## Work task
Your answer should be every line with the word "extract", copied from the data below.

## Given records
__________________________________________________

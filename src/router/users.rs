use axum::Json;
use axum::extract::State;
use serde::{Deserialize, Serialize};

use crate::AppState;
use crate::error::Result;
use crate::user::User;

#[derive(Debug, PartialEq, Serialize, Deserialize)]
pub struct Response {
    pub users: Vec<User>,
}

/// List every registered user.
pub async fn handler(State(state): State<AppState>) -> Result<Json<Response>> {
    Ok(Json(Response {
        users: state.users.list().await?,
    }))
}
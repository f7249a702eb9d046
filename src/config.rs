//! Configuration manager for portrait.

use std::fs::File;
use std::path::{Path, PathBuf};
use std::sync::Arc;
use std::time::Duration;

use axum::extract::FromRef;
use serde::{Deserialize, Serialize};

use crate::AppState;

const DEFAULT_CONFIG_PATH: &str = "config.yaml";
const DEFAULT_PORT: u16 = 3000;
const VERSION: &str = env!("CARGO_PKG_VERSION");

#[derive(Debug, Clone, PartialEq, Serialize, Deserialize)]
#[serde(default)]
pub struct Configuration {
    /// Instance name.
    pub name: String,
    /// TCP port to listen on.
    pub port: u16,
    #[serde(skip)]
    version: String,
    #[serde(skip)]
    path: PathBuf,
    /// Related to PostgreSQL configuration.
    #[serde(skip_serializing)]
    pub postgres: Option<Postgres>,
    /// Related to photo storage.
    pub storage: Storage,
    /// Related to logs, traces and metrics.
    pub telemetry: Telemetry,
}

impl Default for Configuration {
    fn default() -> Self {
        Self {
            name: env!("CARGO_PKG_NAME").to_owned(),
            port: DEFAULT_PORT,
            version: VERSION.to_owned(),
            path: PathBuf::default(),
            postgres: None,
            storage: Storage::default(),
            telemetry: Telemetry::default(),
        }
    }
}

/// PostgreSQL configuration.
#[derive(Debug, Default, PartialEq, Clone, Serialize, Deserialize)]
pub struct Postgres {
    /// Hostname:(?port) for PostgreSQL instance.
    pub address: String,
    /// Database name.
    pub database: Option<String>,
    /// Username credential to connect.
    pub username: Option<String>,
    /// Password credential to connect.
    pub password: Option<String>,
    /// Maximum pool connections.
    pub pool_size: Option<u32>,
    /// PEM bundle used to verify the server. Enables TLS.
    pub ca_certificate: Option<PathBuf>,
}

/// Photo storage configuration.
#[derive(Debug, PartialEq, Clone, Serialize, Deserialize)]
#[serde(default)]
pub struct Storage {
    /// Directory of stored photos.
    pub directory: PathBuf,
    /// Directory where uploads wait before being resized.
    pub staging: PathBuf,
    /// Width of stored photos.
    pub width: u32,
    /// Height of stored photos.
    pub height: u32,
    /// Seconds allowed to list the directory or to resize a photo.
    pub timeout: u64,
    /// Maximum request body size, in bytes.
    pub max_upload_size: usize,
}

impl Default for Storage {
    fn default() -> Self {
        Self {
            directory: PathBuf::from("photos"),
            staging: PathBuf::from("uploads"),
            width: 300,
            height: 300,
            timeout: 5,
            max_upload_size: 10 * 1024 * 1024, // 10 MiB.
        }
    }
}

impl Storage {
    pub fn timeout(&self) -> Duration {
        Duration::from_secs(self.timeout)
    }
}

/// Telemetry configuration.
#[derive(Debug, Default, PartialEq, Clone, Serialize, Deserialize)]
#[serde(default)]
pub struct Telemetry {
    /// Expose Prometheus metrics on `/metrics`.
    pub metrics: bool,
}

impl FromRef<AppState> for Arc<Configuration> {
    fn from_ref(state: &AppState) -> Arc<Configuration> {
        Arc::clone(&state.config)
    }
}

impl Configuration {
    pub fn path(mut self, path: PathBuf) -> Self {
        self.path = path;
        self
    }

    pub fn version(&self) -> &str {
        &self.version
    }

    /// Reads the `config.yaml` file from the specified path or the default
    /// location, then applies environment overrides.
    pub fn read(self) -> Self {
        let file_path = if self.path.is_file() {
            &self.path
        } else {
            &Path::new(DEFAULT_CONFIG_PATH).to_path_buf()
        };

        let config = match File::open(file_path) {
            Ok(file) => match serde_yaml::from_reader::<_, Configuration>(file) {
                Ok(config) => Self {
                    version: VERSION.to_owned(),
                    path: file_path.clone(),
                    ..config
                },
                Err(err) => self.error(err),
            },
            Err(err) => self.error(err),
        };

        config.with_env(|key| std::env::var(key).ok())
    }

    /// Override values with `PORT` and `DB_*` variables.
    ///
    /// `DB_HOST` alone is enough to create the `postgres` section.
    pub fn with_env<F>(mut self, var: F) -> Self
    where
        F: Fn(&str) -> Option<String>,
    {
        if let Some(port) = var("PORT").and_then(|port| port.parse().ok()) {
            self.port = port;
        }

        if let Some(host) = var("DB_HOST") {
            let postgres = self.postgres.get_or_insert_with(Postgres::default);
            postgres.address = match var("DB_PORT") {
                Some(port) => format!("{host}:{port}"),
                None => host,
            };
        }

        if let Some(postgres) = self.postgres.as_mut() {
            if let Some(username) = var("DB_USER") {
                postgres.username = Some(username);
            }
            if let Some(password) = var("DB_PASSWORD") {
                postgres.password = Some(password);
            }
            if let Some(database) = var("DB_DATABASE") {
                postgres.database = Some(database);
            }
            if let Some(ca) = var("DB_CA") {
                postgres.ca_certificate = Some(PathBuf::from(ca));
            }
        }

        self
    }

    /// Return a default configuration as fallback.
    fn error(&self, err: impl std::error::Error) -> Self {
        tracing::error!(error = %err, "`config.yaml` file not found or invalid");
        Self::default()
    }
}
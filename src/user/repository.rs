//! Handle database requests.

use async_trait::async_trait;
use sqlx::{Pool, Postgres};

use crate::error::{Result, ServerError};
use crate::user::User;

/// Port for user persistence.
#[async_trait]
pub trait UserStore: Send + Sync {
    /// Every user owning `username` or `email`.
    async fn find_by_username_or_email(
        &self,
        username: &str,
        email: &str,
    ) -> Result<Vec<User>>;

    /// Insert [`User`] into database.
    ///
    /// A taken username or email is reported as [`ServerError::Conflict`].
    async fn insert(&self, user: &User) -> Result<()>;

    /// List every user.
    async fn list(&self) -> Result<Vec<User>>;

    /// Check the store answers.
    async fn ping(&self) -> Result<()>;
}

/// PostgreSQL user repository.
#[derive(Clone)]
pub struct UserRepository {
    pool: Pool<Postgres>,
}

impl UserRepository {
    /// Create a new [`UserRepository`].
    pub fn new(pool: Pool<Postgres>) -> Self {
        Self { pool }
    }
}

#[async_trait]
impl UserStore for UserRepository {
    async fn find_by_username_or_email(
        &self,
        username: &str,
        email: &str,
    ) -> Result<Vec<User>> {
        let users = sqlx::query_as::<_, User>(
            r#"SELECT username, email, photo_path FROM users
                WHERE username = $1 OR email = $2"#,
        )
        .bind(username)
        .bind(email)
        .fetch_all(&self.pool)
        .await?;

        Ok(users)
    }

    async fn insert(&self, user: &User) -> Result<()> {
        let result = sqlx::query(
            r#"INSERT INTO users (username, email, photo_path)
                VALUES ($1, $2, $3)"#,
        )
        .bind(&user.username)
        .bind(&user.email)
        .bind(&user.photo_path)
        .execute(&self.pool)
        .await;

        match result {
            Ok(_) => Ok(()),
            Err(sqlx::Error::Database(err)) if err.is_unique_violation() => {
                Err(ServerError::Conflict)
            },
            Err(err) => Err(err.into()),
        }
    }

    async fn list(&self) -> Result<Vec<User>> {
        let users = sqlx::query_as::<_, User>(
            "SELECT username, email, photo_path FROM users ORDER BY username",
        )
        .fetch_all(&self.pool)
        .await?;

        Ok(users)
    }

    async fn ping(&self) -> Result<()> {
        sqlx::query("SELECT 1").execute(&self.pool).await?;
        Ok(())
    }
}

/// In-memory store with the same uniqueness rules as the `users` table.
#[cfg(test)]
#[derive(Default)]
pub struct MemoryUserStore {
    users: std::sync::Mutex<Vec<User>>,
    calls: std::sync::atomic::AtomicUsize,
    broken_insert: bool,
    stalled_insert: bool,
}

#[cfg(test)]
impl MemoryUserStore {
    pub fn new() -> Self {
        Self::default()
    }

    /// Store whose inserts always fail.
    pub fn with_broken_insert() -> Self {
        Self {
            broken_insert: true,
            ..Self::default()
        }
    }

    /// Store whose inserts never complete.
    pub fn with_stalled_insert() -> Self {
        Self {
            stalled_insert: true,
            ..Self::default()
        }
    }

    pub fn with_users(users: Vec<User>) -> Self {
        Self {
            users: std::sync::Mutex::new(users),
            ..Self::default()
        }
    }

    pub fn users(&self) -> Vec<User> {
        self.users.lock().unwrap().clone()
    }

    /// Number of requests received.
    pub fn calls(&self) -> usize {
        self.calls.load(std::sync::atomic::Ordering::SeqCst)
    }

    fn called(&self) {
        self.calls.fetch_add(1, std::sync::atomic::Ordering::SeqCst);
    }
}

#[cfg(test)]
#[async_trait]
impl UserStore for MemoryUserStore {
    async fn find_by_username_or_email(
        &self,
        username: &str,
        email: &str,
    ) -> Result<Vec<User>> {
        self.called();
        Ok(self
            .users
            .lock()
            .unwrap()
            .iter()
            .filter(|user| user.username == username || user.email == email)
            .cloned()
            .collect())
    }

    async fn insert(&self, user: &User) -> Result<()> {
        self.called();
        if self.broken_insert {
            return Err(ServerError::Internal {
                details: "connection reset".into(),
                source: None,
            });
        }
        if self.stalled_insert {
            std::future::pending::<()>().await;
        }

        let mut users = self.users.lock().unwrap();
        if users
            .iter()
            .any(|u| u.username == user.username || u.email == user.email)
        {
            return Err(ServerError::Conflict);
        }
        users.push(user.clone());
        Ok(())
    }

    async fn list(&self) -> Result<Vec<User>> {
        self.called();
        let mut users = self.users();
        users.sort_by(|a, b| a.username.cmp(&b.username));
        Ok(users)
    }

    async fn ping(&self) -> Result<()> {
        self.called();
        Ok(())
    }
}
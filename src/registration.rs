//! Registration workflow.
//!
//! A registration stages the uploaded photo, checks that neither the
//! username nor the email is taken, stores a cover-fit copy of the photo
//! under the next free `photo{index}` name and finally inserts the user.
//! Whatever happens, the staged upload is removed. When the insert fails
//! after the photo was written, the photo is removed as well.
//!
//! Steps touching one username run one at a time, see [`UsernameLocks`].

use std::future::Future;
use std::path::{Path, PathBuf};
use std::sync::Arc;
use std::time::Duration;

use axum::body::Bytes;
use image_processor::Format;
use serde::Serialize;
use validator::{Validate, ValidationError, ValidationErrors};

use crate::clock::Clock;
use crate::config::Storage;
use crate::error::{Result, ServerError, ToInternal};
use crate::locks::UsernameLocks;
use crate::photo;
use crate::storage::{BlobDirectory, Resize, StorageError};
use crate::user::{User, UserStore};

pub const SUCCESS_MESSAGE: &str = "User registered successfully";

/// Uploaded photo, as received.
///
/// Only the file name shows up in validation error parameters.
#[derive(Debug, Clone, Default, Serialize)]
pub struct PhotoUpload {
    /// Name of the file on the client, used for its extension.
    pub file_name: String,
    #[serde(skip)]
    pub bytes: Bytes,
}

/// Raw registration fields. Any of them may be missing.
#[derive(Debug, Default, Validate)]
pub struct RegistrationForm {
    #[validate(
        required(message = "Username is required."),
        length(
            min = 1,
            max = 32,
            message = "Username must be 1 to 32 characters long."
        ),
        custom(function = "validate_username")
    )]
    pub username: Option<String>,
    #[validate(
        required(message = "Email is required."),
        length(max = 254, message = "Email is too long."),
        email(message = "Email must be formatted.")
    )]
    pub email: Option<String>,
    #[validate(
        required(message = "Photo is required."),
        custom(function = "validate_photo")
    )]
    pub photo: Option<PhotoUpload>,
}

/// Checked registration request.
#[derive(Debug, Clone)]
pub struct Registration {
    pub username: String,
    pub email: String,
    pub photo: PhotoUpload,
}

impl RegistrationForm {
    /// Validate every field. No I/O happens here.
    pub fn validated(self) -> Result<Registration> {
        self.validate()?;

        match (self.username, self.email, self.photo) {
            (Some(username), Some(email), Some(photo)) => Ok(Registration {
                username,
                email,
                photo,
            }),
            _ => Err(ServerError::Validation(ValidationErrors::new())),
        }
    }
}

__________________________________________________

## Result for this exercise
use axum::extract::State;
use axum::extract::FromRef;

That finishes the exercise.